Cape Town - South Africans are so deep in debt that most of them have no idea how to get out of it, forcing the most desperate to pawn their cars.
“The first step you can and should take when you find yourself drowning in debt is to contact a debt counsellor to get a free credit report and find out your options,” recommended DebtBusters CEO Ian Wason.
The debt counselling business recently launched a hard-hitting advertising campaign, which sends an alarming warning of debt being passed down from parents to their children. It urges South Africans to get their debt under control.
This is ever more crucial after South Africa's sovereign debt rating was downgraded to sub-investment grade (so-called junk status) by both Fitch and S&P Global Ratings.
The downgrades will most likely see a hike in interest rates, thus increasing the monthly cost on items like home loan and vehicle finance repayments. If the rand weakens, the price consumers will pay for imported goods will also likely increase.
However, Wason said over the course of the past five to ten years, rising food and petrol prices, a weakened rand and rising interest rates have already hit consumers’ pockets so hard that entering into a personal loan agreement has become a commonplace solution to making ends meet.
“Unfortunately, this has led to a crippling debt spiral.”
A recent World Bank index has shown that SA is one of the most indebted countries in the world.
According to the National Credit Regulator (NCR), South African consumers are R1.66 trillion in debt, owing an average of R274 000 to creditors.
A large proportion of consumers’ debt comes in the form of mortgages, vehicle repayments, clothing accounts as well as secured and unsecured credit facilities.
The NCR’s latest quarterly report shows that about 25 million people have active credit records. However, a staggering 10 million have impaired credit records.
The regulator also indicated that consumers who are over-indebted tend to miss repayments primarily because they underestimate the cost of missing payments.
“Many people tend to overlook the implications of a bad credit rating,” said Wason. He explained that not only will these people have difficulty securing a proper loan to buy a home or a car, but many employers also take credit ratings into account when it comes to finding a new job.
“It’s incredibly concerning to see how many people are desperately in debt with no idea of how to get out of it.”
DebtBusters cautions South Africans to brace for another difficult year.
“South Africans are more cash-strapped than ever before and we want to help. We want to get South Africans to take a long hard look at their finances and make better decisions," said Wason.
“Sometimes, it’s difficult to remember how we got into debt in the first place and the reality is that it feels virtually impossible to get out of it.”

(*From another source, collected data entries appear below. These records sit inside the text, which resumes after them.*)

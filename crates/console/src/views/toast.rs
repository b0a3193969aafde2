use crate::notify::{Toast, ToastVariant};
use crate::theme::Theme;
use ratatui::prelude::*;
use ratatui::widgets::{Clear, Paragraph};

/// Render the single toast slot in the bottom-right corner.
pub fn render(frame: &mut Frame, toast: &Toast) {
    let area = frame.area();
    let width = (toast.message.chars().count() as u16 + 4)
        .min(area.width.saturating_sub(2))
        .max(10);
    let x = area.width.saturating_sub(width + 1);
    let y = area.height.saturating_sub(4);
    let toast_area = Rect::new(x, y, width, 3);

    let color = match toast.variant {
        ToastVariant::Info => Theme::ACCENT_BLUE,
        ToastVariant::Success => Theme::ACCENT_GREEN,
        ToastVariant::Error => Theme::ACCENT_RED,
    };

    frame.render_widget(Clear, toast_area);
    let block = ratatui::widgets::Block::bordered()
        .border_type(ratatui::widgets::BorderType::Rounded)
        .border_style(Style::new().fg(color));
    let inner = block.inner(toast_area);
    frame.render_widget(block, toast_area);
    frame.render_widget(
        Paragraph::new(Line::styled(
            format!(" {}", toast.message),
            Style::new().fg(Theme::TEXT_PRIMARY),
        )),
        inner,
    );
}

Fin24 asked Wason for some tips that consumers could follow to avoid falling into the debt trap:
1. Know your status: Get a credit report.
2. Spend less than you earn.
3. Look at how much your debts are costing you and make a plan to pay off the most expensive ones first.
4. Don’t take out debt. Rather save to buy things and don’t use credit.
5. Don’t only focus on your debt; instead try reducing your expenses such as your insurance, etc.
Last month the NCR raised the alarm over the rising number of consumers who pawn their motor vehicles in order to obtain loans.
Nthupang Magolego, senior legal adviser at the NCR, said although pawning of assets for loans is allowed under the National Credit Act (NCA), the regulator cautioned against consumers pawning their motor vehicles.
She said the risk was high for consumers to lose their vehicles to pawn brokers if they are unable to repay the loans within the agreed time.
Neil Roets of Debt Rescue told Fin24 at the time that consumers pawning their vehicle means they are already experiencing financial difficulties, noting that the solution is to get rid of the debt.
The NCA introduced debt counselling, which in his view, has helped "hundreds of thousands of people" to pay off their debt in an affordable manner, without losing their assets.
"People should make use of this lifeline provided by government, instead of putting themselves even further into debt, by taking further loans on their assets that are already used as security for loans," Roets said.